En este día atípico de Semana Santa me han entrado las ganas de escribir y trataré de ser breve. Al texto le llamaré “Diosidencias” por el respeto que tengo a estas fechas, claro, y porque sí. El caso es que hablaré de una coincidencia que me resulta asombrosa, prodigiosa y gloriosa a la vez.

Existen dos formas de salvar al mundo, y a sus pecadores. Ojo que con respeto lo digo, y no sólo hablo de mitología. La primera es la redención de los pecados como la que ofreció Jesús, el Salvador, en la Cruz, y de la que anoche disfruté una vez más de la mente y manos del director de cine William Wyler en la bellísima historia inspirada en algunos pasajes bíblicos a la que llamó Ben-Hur (1959), otra batalla épica en la que a la par del majestuoso Charlton Heston galopan la lealtad, la fidelidad, la fe y por supuesto la esperanza. Imperdible y magnífica. Pero sin desviarme un poco más voy a la segunda, forma de salvar el mundo, que en mi opinión es a través del arte. Y lo resumiré por medio de dos parábolas sobre un par de chicos de Maine.

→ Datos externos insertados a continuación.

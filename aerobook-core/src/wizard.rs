use serde::{Deserialize, Serialize};

use crate::booking::{ContactDetails, Itinerary, NewBooking, PassengerDetails, SeatCode};
use crate::search::SearchCriteria;

/// How far a visitor has progressed through the booking pages.
#[derive(Debug, Clone, Copy, PartialEq, Eq, PartialOrd, Ord, Serialize, Deserialize)]
#[serde(rename_all = "SCREAMING_SNAKE_CASE")]
pub enum WizardStage {
    SearchSet,
    DepartureChosen,
    ReturnChosen,
    DetailsSet,
    SeatChosen,
    MealChosen,
}

/// Where the visitor goes after picking a flight.
#[derive(Debug, Clone, Copy, PartialEq, Eq)]
pub enum NextStep {
    ReturnFlight,
    PersonalDetails,
}

#[derive(Debug, Clone, PartialEq, Eq, thiserror::Error)]
pub enum WizardError {
    #[error("Missing booking step: {0}")]
    MissingStep(&'static str),

    #[error("Expected {expected} passengers but received {received}")]
    PassengerCount { expected: u32, received: usize },
}

/// Booking selections carried in the visitor's session between requests.
#[derive(Debug, Clone, PartialEq, Eq, Serialize, Deserialize)]
pub struct WizardState {
    pub criteria: SearchCriteria,
    pub depart_flight: Option<i64>,
    pub return_flight: Option<i64>,
    #[serde(default)]
    pub passengers: Vec<PassengerDetails>,
    pub contact: Option<ContactDetails>,
    pub seat: Option<SeatCode>,
    pub meal: Option<String>,
}

impl WizardState {
    /// A new search always starts from a clean slate.
    pub fn start(criteria: SearchCriteria) -> Self {
        Self {
            criteria,
            depart_flight: None,
            return_flight: None,
            passengers: Vec::new(),
            contact: None,
            seat: None,
            meal: None,
        }
    }

    pub fn stage(&self) -> WizardStage {
        if self.meal.is_some() {
            WizardStage::MealChosen
        } else if self.seat.is_some() {
            WizardStage::SeatChosen
        } else if self.contact.is_some() {
            WizardStage::DetailsSet
        } else if self.return_flight.is_some() {
            WizardStage::ReturnChosen
        } else if self.depart_flight.is_some() {
            WizardStage::DepartureChosen
        } else {
            WizardStage::SearchSet
        }
    }

    /// The first pick is the departure. On a round trip the next pick is the
    /// return flight; picking again replaces it. A one-way trip replaces the
    /// departure.
    pub fn choose_flight(&mut self, num: i64) -> NextStep {
        match self.depart_flight {
            Some(_) if self.criteria.is_round_trip() => {
                self.return_flight = Some(num);
                NextStep::PersonalDetails
            }
            Some(_) => {
                self.depart_flight = Some(num);
                NextStep::PersonalDetails
            }
            None => {
                self.depart_flight = Some(num);
                if self.criteria.is_round_trip() {
                    NextStep::ReturnFlight
                } else {
                    NextStep::PersonalDetails
                }
            }
        }
    }

    pub fn itinerary(&self) -> Result<Itinerary, WizardError> {
        let depart = self
            .depart_flight
            .ok_or(WizardError::MissingStep("departing flight"))?;

        let ret = if self.criteria.is_round_trip() {
            Some(self.return_flight.ok_or(WizardError::MissingStep("return flight"))?)
        } else {
            None
        };

        Ok(Itinerary { depart, ret })
    }

    pub fn set_details(
        &mut self,
        passengers: Vec<PassengerDetails>,
        contact: ContactDetails,
    ) -> Result<(), WizardError> {
        self.itinerary()?;

        if passengers.len() != self.criteria.passenger_count as usize {
            return Err(WizardError::PassengerCount {
                expected: self.criteria.passenger_count,
                received: passengers.len(),
            });
        }

        self.passengers = passengers;
        self.contact = Some(contact);
        Ok(())
    }

    pub fn choose_seat(&mut self, seat: SeatCode) -> Result<(), WizardError> {
        if self.contact.is_none() {
            return Err(WizardError::MissingStep("passenger details"));
        }
        self.seat = Some(seat);
        Ok(())
    }

    pub fn choose_meal(&mut self, meal: String) -> Result<(), WizardError> {
        if self.seat.is_none() {
            return Err(WizardError::MissingStep("seat"));
        }
        self.meal = Some(meal);
        Ok(())
    }

    /// Assembles the booking once every step is complete.
    pub fn checkout(&self) -> Result<NewBooking, WizardError> {
        let itinerary = self.itinerary()?;
        let contact = self
            .contact
            .clone()
            .ok_or(WizardError::MissingStep("passenger details"))?;
        let seat = self.seat.clone().ok_or(WizardError::MissingStep("seat"))?;
        let meal = self.meal.clone().ok_or(WizardError::MissingStep("meal"))?;

        Ok(NewBooking {
            itinerary,
            meal,
            seat,
            contact,
            passengers: self.passengers.clone(),
        })
    }
}

#[cfg(test)]
mod tests {
    use super::*;
    use crate::booking::SeatLayout;
    use crate::flight::FareClass;
    use chrono::NaiveDate;

    fn criteria(round_trip: bool, passengers: u32) -> SearchCriteria {
        SearchCriteria {
            city_from: "Lisbon".into(),
            city_to: "Dublin".into(),
            depart_date: NaiveDate::from_ymd_opt(2025, 5, 1).unwrap(),
            return_date: round_trip.then(|| NaiveDate::from_ymd_opt(2025, 5, 8).unwrap()),
            fclass: FareClass::Economy,
            passenger_count: passengers,
        }
    }

    fn passenger(name: &str) -> PassengerDetails {
        PassengerDetails {
            title: "Dr".into(),
            fname: name.into(),
            lname: "Smith".into(),
            nationality: "Irish".into(),
            gender: "Female".into(),
        }
    }

    fn contact() -> ContactDetails {
        ContactDetails {
            email: "smith@example.ie".into(),
            phone: "0851234567".into(),
        }
    }

    fn seat(code: &str) -> SeatCode {
        SeatCode::parse(code, &SeatLayout::default()).unwrap()
    }

    #[test]
    fn test_round_trip_lifecycle() {
        let mut wizard = WizardState::start(criteria(true, 1));
        assert_eq!(wizard.stage(), WizardStage::SearchSet);

        assert_eq!(wizard.choose_flight(3), NextStep::ReturnFlight);
        assert_eq!(wizard.stage(), WizardStage::DepartureChosen);

        assert_eq!(wizard.choose_flight(8), NextStep::PersonalDetails);
        assert_eq!(wizard.stage(), WizardStage::ReturnChosen);

        wizard.set_details(vec![passenger("Jo")], contact()).unwrap();
        assert_eq!(wizard.stage(), WizardStage::DetailsSet);

        wizard.choose_seat(seat("4B")).unwrap();
        assert_eq!(wizard.stage(), WizardStage::SeatChosen);

        wizard.choose_meal("Vegetarian".into()).unwrap();
        assert_eq!(wizard.stage(), WizardStage::MealChosen);

        let booking = wizard.checkout().unwrap();
        assert_eq!(booking.itinerary, Itinerary { depart: 3, ret: Some(8) });
        assert_eq!(booking.seat.as_str(), "4B");
        assert_eq!(booking.passengers, vec![passenger("Jo")]);
    }

    #[test]
    fn test_one_way_skips_return_flight() {
        let mut wizard = WizardState::start(criteria(false, 1));
        assert_eq!(wizard.choose_flight(3), NextStep::PersonalDetails);
        wizard.set_details(vec![passenger("Jo")], contact()).unwrap();
        wizard.choose_seat(seat("1A")).unwrap();
        wizard.choose_meal("Standard".into()).unwrap();
        assert_eq!(wizard.checkout().unwrap().itinerary.ret, None);
    }

    #[test]
    fn test_one_way_repick_replaces_departure() {
        let mut wizard = WizardState::start(criteria(false, 1));
        wizard.choose_flight(3);
        wizard.choose_flight(5);
        assert_eq!(wizard.depart_flight, Some(5));
        assert_eq!(wizard.return_flight, None);
    }

    #[test]
    fn test_details_require_return_flight_on_round_trip() {
        let mut wizard = WizardState::start(criteria(true, 1));
        wizard.choose_flight(3);
        assert_eq!(
            wizard.set_details(vec![passenger("Jo")], contact()),
            Err(WizardError::MissingStep("return flight"))
        );
    }

    #[test]
    fn test_skipping_ahead_is_rejected() {
        let mut wizard = WizardState::start(criteria(false, 1));
        assert_eq!(wizard.choose_seat(seat("1A")), Err(WizardError::MissingStep("passenger details")));
        assert_eq!(wizard.choose_meal("Vegan".into()), Err(WizardError::MissingStep("seat")));
        assert_eq!(wizard.checkout(), Err(WizardError::MissingStep("departing flight")));
    }

    #[test]
    fn test_passenger_count_must_match_search() {
        let mut wizard = WizardState::start(criteria(false, 2));
        wizard.choose_flight(1);
        assert_eq!(
            wizard.set_details(vec![passenger("Jo")], contact()),
            Err(WizardError::PassengerCount { expected: 2, received: 1 })
        );
    }

    #[test]
    fn test_state_survives_serialization() {
        let mut wizard = WizardState::start(criteria(true, 1));
        wizard.choose_flight(3);
        let json = serde_json::to_string(&wizard).unwrap();
        let restored: WizardState = serde_json::from_str(&json).unwrap();
        assert_eq!(restored, wizard);
    }
}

El cine inventado en Francia, tiempo después se trasladó a los EE. UU. La mayoría de los creadores de los estudios de cine en Hollywood fueron emigrantes centroeuropeos, muchos de los cuales disfrazaron sus nombres y apellidos tras capa y sombrero de corte americano. Otros muchos hombres, como William Wyler, anteriormente mentado, de origen judío y posteriormente denominado “suizogermanoestadounidense” desembarcaron en New York y pusieron en pie la Meca, la gran industria cinematográfica en dicho país; y mega producciones como las que por aquel tiempo rodó la Metro, sí la del león, brillaron con todo su esplendor sobre la ciudad de las estrellas. Otros, como el primer chico de Maine, mi adorado John Ford fueron la antítesis, o simplemente lo opuesto, en su operación camuflaje hizo totalmente lo opuesto y quiso disfrazarse de europeo. Y he aquí el golpe de gracia que salvó al mundo: “El Homero” del Western estadunidense, fantaseó con un pasado en Innisfree, una pequeña aldea irlandesa que jamás existió. Inventó un relato conscientemente mítico de su historia familiar y en más de una ocasión llegó a declarar que había llegado al mundo en una casa con tejado de paja en la bahía de Galway, y muchos lo creímos así. Ford, el patriarca del cine estadounidense había salvado el mundo a través de las historias, música y ambientes monumentalmente creados, y que puso a rodar en las grandes pantallas; en las que bajo el aura western abundaban las buenas intenciones, los valores solidos entre familias, los héroes sin capa, las disputas sociales con finales justos, los hombres tranquilos, el verde color del valle, las uvas de la esperanza; y sin duda, a pesar de la crítica, las buenas intenciones.



Stephen King

Mi segundo chico también nació en Maine, y estoy casi segura de que bajo la luz de un faro. Por el contrario, la mayoría de sus historias han sido ambientadas en Maine, tras el nombre de Castle Rock. Cuando Stephen King era ya consagrado el “Rey del terror”, el autor de más de 64 novelas y 200 relatos cortos (dato Wiki) se dedicaba en muchas de sus frías noches a leer cuentos a los niños ingresados en la unidad de pediatría del Eastern Maine Hospital, con la única condición: sus lecturas se harían en secreto. Nadie debía de saberlo a excepción del director y el personal sanitario, lo que ocurrió por más de tres años. Luego, con la ayuda de su esposa Tabitha King, se dedicó a recaudar fondos para embellecer el ala Oeste en donde se encontraba la unidad de pediatría y lo logró con una donación de más de 30 millones de dólares, con lo que posteriormente se levantó un nuevo edificio. Entonces, aquel chico de Maine, el escritor que ha retratado las pesadillas más intimas de la clase media americana: la del payaso psicópata que secuestra niños en los parques solitarios, la de hombres que pierden la cabeza y tratan de asesinar a su familia, y otras tantas como la de la chica que siendo víctima del acoso que sufre en la escuela quema vivos a los asistentes de una fiesta en el mismo instituto, ha demostrado ser uno de los más grandes defensores de las causas nobles. Su dinero ha caído en las manos de institutos, universidades, librerías, hospitales, clínicas de salud mental, orquestas sinfónicas y muchas más instituciones de carácter público. ¿Dígame usted, si es medio del caos mundial, el arte y las obras no son otra gloriosa manera de salvar el mundo? Como diría mi madre “Obras son amores…”.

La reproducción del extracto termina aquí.